I am fed up with the phonics police! Prepare for a rant.
English is not a phonetic language. As is demonstrated by the word phonics.
Also the words: the / these / where / were / are / our / school / table / centre / through / night / why
And many other key words. These words have to learned visually since they make no sense phonetically whatsoever.
How did we get here?
Phonics makes a lot of sense in early literacy, as it gives very young children the chance to make sense of enough of the words on a page to grasp context. They work out the rest from them there. However, in later literacy, say year 2-6, phonetic reading becomes remedial. It’s what we do when we don’t know the word! It’s a great strategy for new words that we might have in our verbal vocabulary but haven’t seen in print yet, but we wouldn’t expect older children to use it all the time.

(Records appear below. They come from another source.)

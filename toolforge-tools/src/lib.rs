//! Tool contract, provider discovery, and the plugin registry.
//!
//! Tools are self-describing units implementing [`Tool`]. Providers that
//! construct them are registered at compile time (see [`provider`]) and
//! instantiated once per [`IsolationContext`], so two archives never share
//! instance state. Loaded instances are published in the [`PluginRegistry`].

#![warn(missing_docs, clippy::pedantic)]

extern crate self as toolforge_tools;

pub mod context;
pub mod lifecycle;
pub mod output;
pub mod provider;
pub mod registry;
pub mod tool;

pub use context::{IsolationContext, IsolationContextBuilder};
pub use lifecycle::{LifecycleError, ToolEvent, ToolLifecycle, ToolState};
pub use provider::{ProviderContext, ProviderFactory, ProviderRegistration, ProviderTable};
pub use registry::{PluginRegistry, RegistryEntry};
pub use tool::{Tool, ToolError, ToolResult, guarded};
pub use toolforge_tools_macros::provider;

#[doc(hidden)]
pub use inventory;
//! Structured tracing helpers.

use anyhow::{Context, Result};
use tracing_subscriber::EnvFilter;
use tracing_subscriber::fmt;
use tracing_subscriber::prelude::*;

/// Builds a filter from `RUST_LOG`, falling back to `default_directive`.
///
/// # Errors
///
/// Fails when `RUST_LOG` is unset and `default_directive` does not parse.
pub fn env_filter(default_directive: &str) -> Result<EnvFilter> {
    match EnvFilter::try_from_default_env() {
        Ok(filter) => Ok(filter),
        Err(_) => EnvFilter::try_new(default_directive)
            .with_context(|| format!("invalid log filter `{default_directive}`")),
    }
}

/// Installs a global fmt subscriber.
///
/// Returns `Ok(false)` when a global subscriber was already installed, so
/// repeated calls are harmless.
///
/// # Errors
///
/// Fails when the filter directive does not parse.
pub fn init_tracing(default_directive: &str) -> Result<bool> {
    let filter = env_filter(default_directive)?;
    let installed = tracing_subscriber::registry()
        .with(filter)
        .with(fmt::layer().with_target(true))
        .try_init()
        .is_ok();

    if installed {
        tracing::debug!(default_directive, "tracing subscriber installed");
    }
    Ok(installed)
}

#[cfg(test)]
mod tests {
    use super::*;

    #[test]
    fn rejects_malformed_directive() {
        if std::env::var_os("RUST_LOG").is_none() {
            assert!(env_filter("toolforge=verbose").is_err());
        }
    }

    #[test]
    fn second_init_is_harmless() {
        let _ = init_tracing("warn").unwrap();
        assert!(!init_tracing("warn").unwrap());
    }
}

“When we see a word for the first time, it requires some time to read and sound it out, but after perhaps just one presentation of the word, you can recognize it without sounding it out,” she says. “This occurs because our brain first uses phonology to encode the word and match the sound with the written word. Once we do that and encounter the word a few more times, we no longer need the phonology at first, just the visual input to identify the word.” Laurie Glezer, Ph.D., a postdoctoral research fellow, Laboratory for Computational Cognitive Neuroscience at Georgetown University Medical Center
As adults, phonetic reading is not sufficient for most jobs. If you have to sound words out you can’t read fast enough to manage most day to day activities. I know this because I have spent over a decade working with dyslexic adults and, when they read that slowly, they are at risk of losing their jobs. A literate adult who comes across a word they don’t know will use the context of the rest of the paragraph to work out what it probably means and then they will move on. But you need a quick visual reference for the majority of the words to do that.

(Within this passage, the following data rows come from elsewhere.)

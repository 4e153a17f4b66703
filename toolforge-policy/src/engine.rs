//! Policy engine trait and the role-to-tier implementation.

use std::collections::BTreeSet;

use thiserror::Error;
use toolforge_primitives::{AccessLevel, Identity, Tier, ToolDescriptor};
use tracing::debug;

use crate::decision::AccessDecision;
use crate::rules::{self, ADMIN_ROLE, PREMIUM_ROLE};

/// Errors surfaced while configuring a policy.
#[derive(Debug, Error)]
pub enum PolicyError {
    /// Role mapping configuration error.
    #[error("invalid role mapping: {0}")]
    InvalidRoleMapping(&'static str),
}

/// Result alias for policy operations.
pub type PolicyResult<T> = Result<T, PolicyError>;

/// Trait implemented by access policies consulted on every dispatch.
pub trait AccessPolicy: Send + Sync {
    /// Derives the caller's tier.
    fn tier_of(&self, identity: Option<&Identity>) -> Tier;

    /// Returns the level a tool demands, given its descriptor if available.
    fn required_level_of(&self, descriptor: Option<&ToolDescriptor>) -> AccessLevel;

    /// Decides whether `tier` may invoke a tool requiring `required`.
    fn decide(&self, tier: Tier, required: AccessLevel) -> AccessDecision {
        if rules::allowed(tier, required) {
            AccessDecision::Allow
        } else {
            AccessDecision::Deny { tier, required }
        }
    }

    /// Evaluates a caller against a tool in one step.
    fn evaluate(
        &self,
        identity: Option<&Identity>,
        descriptor: Option<&ToolDescriptor>,
    ) -> AccessDecision {
        self.decide(self.tier_of(identity), self.required_level_of(descriptor))
    }
}

/// Role names that grant the elevated tiers.
///
/// Names are compared without regard to ASCII case.
#[derive(Debug, Clone, PartialEq, Eq)]
pub struct RoleMapping {
    admin: BTreeSet<String>,
    premium: BTreeSet<String>,
}

impl RoleMapping {
    /// Creates a mapping from admin and premium role names.
    ///
    /// # Errors
    ///
    /// Returns [`PolicyError::InvalidRoleMapping`] when either set is empty
    /// after blank names are dropped, or when a role grants both tiers.
    pub fn new<A, P, S>(admin: A, premium: P) -> PolicyResult<Self>
    where
        A: IntoIterator<Item = S>,
        P: IntoIterator<Item = S>,
        S: AsRef<str>,
    {
        let admin = normalize(admin);
        let premium = normalize(premium);

        if admin.is_empty() {
            return Err(PolicyError::InvalidRoleMapping("at least one admin role is required"));
        }
        if premium.is_empty() {
            return Err(PolicyError::InvalidRoleMapping("at least one premium role is required"));
        }
        if !admin.is_disjoint(&premium) {
            return Err(PolicyError::InvalidRoleMapping(
                "a role cannot grant both admin and premium",
            ));
        }

        Ok(Self { admin, premium })
    }

    /// Returns the admin role names.
    #[must_use]
    pub fn admin(&self) -> &BTreeSet<String> {
        &self.admin
    }

    /// Returns the premium role names.
    #[must_use]
    pub fn premium(&self) -> &BTreeSet<String> {
        &self.premium
    }

    fn grants(roles: &BTreeSet<String>, identity: &Identity) -> bool {
        roles.iter().any(|role| identity.has_role(role))
    }
}

impl Default for RoleMapping {
    fn default() -> Self {
        Self {
            admin: BTreeSet::from([ADMIN_ROLE.to_owned()]),
            premium: BTreeSet::from([PREMIUM_ROLE.to_owned()]),
        }
    }
}

fn normalize<I, S>(roles: I) -> BTreeSet<String>
where
    I: IntoIterator<Item = S>,
    S: AsRef<str>,
{
    roles
        .into_iter()
        .map(|role| role.as_ref().trim().to_ascii_lowercase())
        .filter(|role| !role.is_empty())
        .collect()
}

/// Policy deriving tiers from configurable role names.
///
/// The fallback level applies when a tool's descriptor is unavailable. It
/// defaults to [`AccessLevel::Normal`], which keeps such tools reachable by
/// every caller allowed normal tools; raising it is a deliberate revision.
#[derive(Debug, Clone, Default)]
pub struct TierPolicy {
    roles: RoleMapping,
    fallback_level: AccessLevel,
}

impl TierPolicy {
    /// Creates a policy with the supplied role mapping and fallback level.
    #[must_use]
    pub fn new(roles: RoleMapping, fallback_level: AccessLevel) -> Self {
        Self {
            roles,
            fallback_level,
        }
    }

    /// Returns the role mapping.
    #[must_use]
    pub fn roles(&self) -> &RoleMapping {
        &self.roles
    }

    /// Returns the level applied when a descriptor is unavailable.
    #[must_use]
    pub const fn fallback_level(&self) -> AccessLevel {
        self.fallback_level
    }
}

impl AccessPolicy for TierPolicy {
    fn tier_of(&self, identity: Option<&Identity>) -> Tier {
        let Some(identity) = identity else {
            return Tier::Anonymous;
        };
        if identity.roles().is_empty() {
            Tier::Anonymous
        } else if RoleMapping::grants(&self.roles.admin, identity) {
            Tier::Admin
        } else if RoleMapping::grants(&self.roles.premium, identity) {
            Tier::Premium
        } else {
            Tier::Normal
        }
    }

    fn required_level_of(&self, descriptor: Option<&ToolDescriptor>) -> AccessLevel {
        match descriptor {
            Some(descriptor) => descriptor.access_level(),
            None => {
                debug!(fallback = %self.fallback_level, "descriptor unavailable, using fallback level");
                self.fallback_level
            }
        }
    }
}

#[cfg(test)]
mod tests {
    use super::*;

    #[test]
    fn default_policy_matches_rules() {
        let policy = TierPolicy::default();
        let identities = [
            None,
            Some(Identity::new("a")),
            Some(Identity::new("b").with_role("viewer")),
            Some(Identity::new("c").with_role("Premium")),
            Some(Identity::new("d").with_roles(["admin", "premium"])),
        ];

        for identity in &identities {
            assert_eq!(policy.tier_of(identity.as_ref()), rules::tier_of(identity.as_ref()));
        }
        assert_eq!(policy.required_level_of(None), AccessLevel::Normal);
    }

    #[test]
    fn custom_role_names() {
        let roles = RoleMapping::new(["ROLE_ADMIN"], ["role_vip", "subscriber"]).unwrap();
        let policy = TierPolicy::new(roles, AccessLevel::Normal);

        let admin = Identity::new("a").with_role("role_admin");
        let vip = Identity::new("b").with_role("Subscriber");
        let plain = Identity::new("c").with_role("admin");

        assert_eq!(policy.tier_of(Some(&admin)), Tier::Admin);
        assert_eq!(policy.tier_of(Some(&vip)), Tier::Premium);
        assert_eq!(policy.tier_of(Some(&plain)), Tier::Normal);
    }

    #[test]
    fn invalid_mappings_are_rejected() {
        assert!(RoleMapping::new(Vec::<&str>::new(), vec!["premium"]).is_err());
        assert!(RoleMapping::new(vec!["admin"], vec![" "]).is_err());
        assert!(matches!(
            RoleMapping::new(["admin"], ["ADMIN"]),
            Err(PolicyError::InvalidRoleMapping(_))
        ));
    }

    #[test]
    fn evaluate_denies_with_context() {
        let policy = TierPolicy::default();
        let descriptor = ToolDescriptor::builder("secrets")
            .access_level(AccessLevel::Admin)
            .build()
            .unwrap();

        let decision = policy.evaluate(None, Some(&descriptor));
        assert_eq!(
            decision,
            AccessDecision::Deny {
                tier: Tier::Anonymous,
                required: AccessLevel::Admin
            }
        );

        let admin = Identity::new("root").with_role("admin");
        assert!(policy.evaluate(Some(&admin), Some(&descriptor)).is_allow());
    }

    #[test]
    fn raised_fallback_applies_to_missing_descriptors() {
        let policy = TierPolicy::new(RoleMapping::default(), AccessLevel::Admin);
        let normal = Identity::new("u").with_role("user");

        assert!(policy.evaluate(Some(&normal), None).is_deny());
    }
}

So, it’s clear that the primary process for decoding words we know, once we CAN read, is visual. And some children aren’t being taught how to bridge from phonic decoding into fluent reading. Worse still, some children arrive at school already knowing how to process key words visually and are confused by learning letter sounds that only make sense in some cases. This is because many children aren’t being offered a wide range of learning methods for literacy. One size fits all methods rarely work, even when they look good on paper. I am so grateful that my sons’ school is better than that! They stopped teaching Ollie phonics after 6 months and instead began focusing on retaining key words. He went up 5 reading levels in a term. Ollie couldn’t HEAR the difference between ‘m’ and ‘n’ in lots of words, so how could he sound them out? Once he was reading a few key words he could be interested in the story and work out the probable meaning of new words from context and the first few letters. Reading for pleasure is key.
And don’t get me started on spelling. If we don’t learn to chunk the whole word, as one visual image, how will we ever spell a word like ‘beautiful’? How will we ever remember the number of consonants in a word like ‘physically’? One ‘L’ or two?
Check out http://magicalspellinglimited.com/ for more information on how to engage your visual memory in learning to spell. Interestingly most people who learn to spell visually also improve their reading…
So where does this leave the dyslexic learner?
Well, we know that dyslexics tend to have poor sound processing skills and excellent visual processing skills. So by using phonics, we are relying on the worst performing brain area to do the thing we find the hardest! And it’s not even necessary! I wouldn’t mind the extra time and effort that dyslexics have to devote to repeatedly practising phonics and blended sounds, if it were the ONLY way to learn to read and spell, but it isn’t! We CAN bypass that remedial stage and move straight only whole word recognition.
The politics of education
The government might be plugging phonics as the only way, or the best way, but since when did they know what they were talking about? Every primary school teacher I’ve ever talked to thinks a once size fits all strategy is a nightmare. 92% of NUT members and 72 leading authors are opposed to the dominance of phonics in early education. Phonics programmes are big business, produced by educational publishers with a vested interest in funding research that promotes their product. And since schools have been using them with increasing regularity since the 90s, why are literacy levels still falling? Phonics has its uses. But it is not the ‘be all’, and most definitely should never be, the ‘end all’ of learning to read.
Okay, rant over.
 Aghababian, V. (2000) Developing Normal Reading Skills: Aspects of the Visual Processes Underlying Word Recognition Journal of Experimental Child Psychology 76, 123–150 FOR EXAMPLE – there are a LOT of references for this, just google.